Recent commissions include The World of Paul Klee (III), composed for the opening of the new Paul Klee Centre in Berne, Switzerland; a celebratory Te Deum for choir, organ and orchestra, commissioned for a special service celebrating the 100th anniversary of St George's Cathedral, Cape Town, and Towards the Light, a work for double choir, marimba and organ commissioned for the opening of the new Peabody Concert Hall (USA) in April 2004. He was also commissioned by UCT to provide a 20-minute opera for the celebration of the 100th anniversary of the SACM, and by the Southern African Music Rights Organisation to compose a setting of Thabo Mbeki’s speech “I am an African” for use in the international vocal scholarship competition in 2011.
That same year, he attended a festival of his marimba works in Tokyo, Canada, where he lectured at the Tokyo Music School and gave master classes on his music and also received the Huberte Rupert Music Prize from the SA Akademie vir Wetenskap en Kuns for his lifetime work. Shortly after these performances Klatzow attended the international event “Peter Klatzow in the City”, which was held for a week in Rotterdam, Netherlands, and featured his music for marimba. There were three performances of his Concerto for Flute, Marimba and Strings with Tatiana Koleva and Eleonore Palmeijr and they premiered his new work Night Sky with Illuminations which was commissioned by the Eduard von Beinum Foundation in Rotterdam.
In 2014 Klatzow was again awarded the Helgard Steyn Prize, for his work Lightscapes, which was commissioned for the World Marimba Festival in Stuttgart in 2012. He was also appointed Composer in Residence for the 2015 Johannesburg International Mozart Festival.
His discography includes recordings of his piano music, the Mass for Choir, Horn, Marimba and Strings, String Quartet, Chamber Concerto for 7, Piano Concerto, From the Poets, an RCA issue of Return of the Moon with the King’s Singers and Evelyn Glennie, and a CD of his choral music made by the International Herald company entitled Towards the Light – the choral music of Peter Klatzow. His Marimba Concerto has been reissued in a new recording made by Markus Leoson and issued by the Swedish label NOSAG in 2006. His CD entitled Myths, Magic and Marimbas – the music of Peter Klatzow was also issued in July 2006.
Klatzow had a profoundly innate talent and interest in music from an early age. His passion for composition and thirst for knowledge in music combined to create an extraordinary man who shared this knowledge with his students and friends alike. He achieved great success in his endeavors and earned many accolades and awards, deserving of his stature and ability.

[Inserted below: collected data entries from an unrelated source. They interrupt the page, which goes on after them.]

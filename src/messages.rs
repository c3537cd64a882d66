//! Request/response contract between the page monitor and the privileged
//! context.
//!
//! The shapes are fixed; the transport is not. [`LocalBroker`] answers
//! in-process, [`RuntimeBroker`] hands JSON-compatible objects to a
//! host-supplied `sendMessage(request) -> Promise<response>` function.

use std::cell::RefCell;
use std::collections::HashMap;
use std::rc::Rc;

use async_trait::async_trait;
use serde::{Deserialize, Serialize};
use wasm_bindgen::prelude::*;
use wasm_bindgen_futures::JsFuture;

use crate::entropy::EntropyRecord;
use crate::error::{ErrorInfo, GuardError, Result};
use crate::ledger::ScriptOrigin;
use crate::privileged::PrivilegedContext;
use crate::profile::NetworkIdentity;
use crate::report::{AccessCounts, AccessLogEntry, AccessSink};
use crate::settings::{Mode, ThresholdHandle};

/// Page → privileged requests.
#[derive(Debug, Clone, PartialEq, Serialize, Deserialize)]
#[serde(tag = "type", rename_all = "camelCase")]
pub enum Request {
    GetEntropyDataset,
    GetMode,
    SetMode { mode: Mode },
    GetThreshold,
    SetThreshold { threshold: f64 },
    GetRandomProfile,
    ReportFlagged { origin: ScriptOrigin, page: String },
    AppendLog { entry: AccessLogEntry },
    GetAccessCounts { page: String },
}

/// Privileged → page responses.
#[derive(Debug, Clone, Serialize, Deserialize)]
#[serde(tag = "type", rename_all = "camelCase")]
pub enum Response {
    EntropyDataset { entries: HashMap<String, f64> },
    Mode { mode: Mode },
    Threshold { threshold: f64 },
    RandomProfile { profile: NetworkIdentity },
    AccessCounts { counts: AccessCounts },
    Ack,
    Error { info: ErrorInfo },
}

impl Response {
    pub fn kind(&self) -> &'static str {
        match self {
            Response::EntropyDataset { .. } => "entropyDataset",
            Response::Mode { .. } => "mode",
            Response::Threshold { .. } => "threshold",
            Response::RandomProfile { .. } => "randomProfile",
            Response::AccessCounts { .. } => "accessCounts",
            Response::Ack => "ack",
            Response::Error { .. } => "error",
        }
    }

    pub fn error(err: &GuardError) -> Self {
        Response::Error { info: err.into() }
    }

    /// Turn an `Error` response into `Err`, and anything else that is not
    /// `expected` into `UnexpectedResponse`.
    fn unexpected(self, expected: &str) -> GuardError {
        match self {
            Response::Error { info } => GuardError::MessageFailed(info.message),
            other => GuardError::UnexpectedResponse {
                expected: expected.to_string(),
                got: other.kind().to_string(),
            },
        }
    }
}

/// Privileged → page pushes, sent outside any request.
#[derive(Debug, Clone, PartialEq, Serialize, Deserialize)]
#[serde(tag = "type", rename_all = "camelCase")]
pub enum Notification {
    /// The user moved the sensitivity slider.
    ApplyEntropyBlocking { threshold: f64 },
}

impl Notification {
    pub fn apply(&self, threshold: &ThresholdHandle) -> Result<()> {
        match self {
            Notification::ApplyEntropyBlocking { threshold: value } => threshold.set(*value),
        }
    }
}

/// Page-side view of the privileged context.
#[async_trait(?Send)]
pub trait SettingsBroker {
    async fn request(&self, request: Request) -> Result<Response>;

    /// The privileged context's own threshold, when it lives in this realm.
    /// Brokers that only exchange messages return `None`.
    fn shared_threshold(&self) -> Option<ThresholdHandle> {
        None
    }

    async fn entropy_dataset(&self) -> Result<EntropyRecord> {
        match self.request(Request::GetEntropyDataset).await? {
            Response::EntropyDataset { entries } => Ok(EntropyRecord::from_entries(entries)),
            other => Err(other.unexpected("entropyDataset")),
        }
    }

    async fn mode(&self) -> Result<Mode> {
        match self.request(Request::GetMode).await? {
            Response::Mode { mode } => Ok(mode),
            other => Err(other.unexpected("mode")),
        }
    }

    async fn threshold(&self) -> Result<f64> {
        match self.request(Request::GetThreshold).await? {
            Response::Threshold { threshold } => Ok(threshold),
            other => Err(other.unexpected("threshold")),
        }
    }

    async fn network_identity(&self) -> Result<NetworkIdentity> {
        match self.request(Request::GetRandomProfile).await? {
            Response::RandomProfile { profile } => Ok(profile),
            other => Err(other.unexpected("randomProfile")),
        }
    }

    async fn report_flagged(&self, origin: ScriptOrigin, page: String) -> Result<()> {
        match self.request(Request::ReportFlagged { origin, page }).await? {
            Response::Ack => Ok(()),
            other => Err(other.unexpected("ack")),
        }
    }

    async fn append_log(&self, entry: AccessLogEntry) -> Result<()> {
        match self.request(Request::AppendLog { entry }).await? {
            Response::Ack => Ok(()),
            other => Err(other.unexpected("ack")),
        }
    }
}

/// In-process broker over a shared [`PrivilegedContext`].
#[derive(Clone)]
pub struct LocalBroker {
    context: Rc<RefCell<PrivilegedContext>>,
}

impl LocalBroker {
    pub fn new(context: Rc<RefCell<PrivilegedContext>>) -> Self {
        Self { context }
    }

    pub fn context(&self) -> &Rc<RefCell<PrivilegedContext>> {
        &self.context
    }
}

#[async_trait(?Send)]
impl SettingsBroker for LocalBroker {
    async fn request(&self, request: Request) -> Result<Response> {
        let mut context = self
            .context
            .try_borrow_mut()
            .map_err(|_| GuardError::Internal("privileged context re-entered".into()))?;
        Ok(context.handle(request))
    }

    fn shared_threshold(&self) -> Option<ThresholdHandle> {
        self.context.try_borrow().ok().map(|c| c.threshold_handle())
    }
}

/// Broker backed by a host messaging function, e.g. a wrapper around
/// `chrome.runtime.sendMessage`.
pub struct RuntimeBroker {
    send: js_sys::Function,
}

impl RuntimeBroker {
    pub fn new(send: js_sys::Function) -> Self {
        Self { send }
    }
}

#[async_trait(?Send)]
impl SettingsBroker for RuntimeBroker {
    async fn request(&self, request: Request) -> Result<Response> {
        let payload = request.serialize(&serde_wasm_bindgen::Serializer::json_compatible())?;
        let returned = self
            .send
            .call1(&JsValue::NULL, &payload)
            .map_err(|e| GuardError::from_js("sendMessage threw", &e))?;
        // Accept plain values as well as promises.
        let reply = JsFuture::from(js_sys::Promise::resolve(&returned))
            .await
            .map_err(|e| GuardError::from_js("sendMessage rejected", &e))?;
        if reply.is_undefined() || reply.is_null() {
            return Err(GuardError::MessageFailed("empty reply".into()));
        }
        Ok(serde_wasm_bindgen::from_value(reply)?)
    }
}

/// Forwards flag transitions and access records to the privileged context.
/// Delivery is detached; failures are logged and dropped.
pub struct BrokerSink {
    broker: Rc<dyn SettingsBroker>,
}

impl BrokerSink {
    pub fn new(broker: Rc<dyn SettingsBroker>) -> Self {
        Self { broker }
    }
}

impl AccessSink for BrokerSink {
    fn on_flagged(&self, origin: &ScriptOrigin, page: &str) {
        let broker = self.broker.clone();
        let origin = origin.clone();
        let page = page.to_string();
        wasm_bindgen_futures::spawn_local(async move {
            if let Err(e) = broker.report_flagged(origin, page).await {
                log::warn!("reportFlagged not delivered: {}", e);
            }
        });
    }

    fn on_access(&self, entry: &AccessLogEntry) {
        let broker = self.broker.clone();
        let entry = entry.clone();
        wasm_bindgen_futures::spawn_local(async move {
            if let Err(e) = broker.append_log(entry).await {
                log::debug!("appendLog not delivered: {}", e);
            }
        });
    }
}

#[cfg(test)]
mod tests {
    use super::*;
    use crate::config::GuardConfig;
    use crate::settings::MemoryStore;
    use futures::executor::block_on;

    fn broker() -> LocalBroker {
        let dataset = EntropyRecord::from_entries([("navigator.platform|navigator.language", 0.9)]);
        let context = PrivilegedContext::new(
            dataset,
            Box::new(MemoryStore::new()),
            &GuardConfig::default(),
        );
        LocalBroker::new(Rc::new(RefCell::new(context)))
    }

    #[test]
    fn test_wire_shape() {
        let json = serde_json::to_string(&Request::SetThreshold { threshold: 0.6 }).unwrap();
        assert_eq!(json, r#"{"type":"setThreshold","threshold":0.6}"#);
        let parsed: Request = serde_json::from_str(r#"{"type":"getMode"}"#).unwrap();
        assert_eq!(parsed, Request::GetMode);
        let mode: Response = serde_json::from_str(r#"{"type":"mode","mode":"random"}"#).unwrap();
        assert!(matches!(mode, Response::Mode { mode: Mode::Random }));
    }

    #[test]
    fn test_notification_wire_shape() {
        let pushed: Notification =
            serde_json::from_str(r#"{"type":"applyEntropyBlocking","threshold":0.4}"#).unwrap();
        assert_eq!(pushed, Notification::ApplyEntropyBlocking { threshold: 0.4 });

        let handle = ThresholdHandle::new(0.8).unwrap();
        pushed.apply(&handle).unwrap();
        assert_eq!(handle.get(), 0.4);
        assert!(Notification::ApplyEntropyBlocking { threshold: 7.0 }
            .apply(&handle)
            .is_err());
        assert_eq!(handle.get(), 0.4);
    }

    #[test]
    fn test_local_broker_shares_the_live_threshold() {
        let broker = broker();
        let shared = broker.shared_threshold().unwrap();
        block_on(broker.request(Request::SetThreshold { threshold: 0.6 })).unwrap();
        assert_eq!(shared.get(), 0.6);
    }

    #[test]
    fn test_reentered_context_is_an_internal_error() {
        let broker = broker();
        let _held = broker.context().borrow_mut();
        let err = block_on(broker.request(Request::GetMode)).unwrap_err();
        assert!(matches!(err, GuardError::Internal(_)));
        assert!(broker.shared_threshold().is_none());
    }

    #[test]
    fn test_typed_helpers_over_local_broker() {
        let broker = broker();
        block_on(async {
            let dataset = broker.entropy_dataset().await.unwrap();
            assert_eq!(dataset.get("navigator.language|navigator.platform"), Some(0.9));
            assert_eq!(broker.mode().await.unwrap(), Mode::Entropy);
            assert_eq!(broker.threshold().await.unwrap(), 0.83);

            let first = broker.network_identity().await.unwrap();
            let second = broker.network_identity().await.unwrap();
            assert_eq!(first, second);
        });
    }

    #[test]
    fn test_error_response_becomes_err() {
        let broker = broker();
        let err = block_on(broker.request(Request::SetThreshold { threshold: 3.0 }))
            .map(|r| r.unexpected("ack"))
            .unwrap();
        assert!(matches!(err, GuardError::MessageFailed(_)));
    }

    #[test]
    fn test_unexpected_response_kind() {
        let err = Response::Ack.unexpected("mode");
        match err {
            GuardError::UnexpectedResponse { expected, got } => {
                assert_eq!(expected, "mode");
                assert_eq!(got, "ack");
            }
            other => panic!("unexpected error {other:?}"),
        }
    }

    #[test]
    fn test_report_flagged_roundtrip() {
        let broker = broker();
        let page = "https://shop.example/".to_string();
        block_on(async {
            broker
                .report_flagged(ScriptOrigin::new("https://t.tracker/x.js"), page.clone())
                .await
                .unwrap();
            broker
                .report_flagged(ScriptOrigin::new("https://t.tracker/x.js"), page.clone())
                .await
                .unwrap();
        });
        let counts = broker.context().borrow().access_counts(&page);
        assert_eq!(counts.total, 1);
        assert_eq!(counts.third_party, 1);
    }
}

But Klatzow was more than just the sum of what he was passionate about. He was known for his quick wit, a natural flair with words, strong-willed, but also his ability to truly inspire and encourage. He had an intense, precise and organised nature, usually setting about composing at four in the morning every day with a coffee in hand, and very rarely skipping a day. His ability to transcend his own musings profoundly affected his students and friends alike and he liked to try to aid budding composers and musicians by nurturing their ability by sharing whatever he had learnt and discovered. Klatzow loved playing Bridge and always found some reason to give a good grin, whether it was about the latest Soufflé he’d conjured up, or perhaps a resonant harmony or melodic contour he had recently discovered. His big smile was infectious.
While he did not marry, he lived with Lionel Walker, Hayley Fredericks, and their son, Peter-John, which Peter described as his family, along with his goddaughter, Claudia Stamatiadis.
Peter is survived by his brother David Klatzow, Lionel, Hayley, Peter-John and Claudia. He will be sorely missed.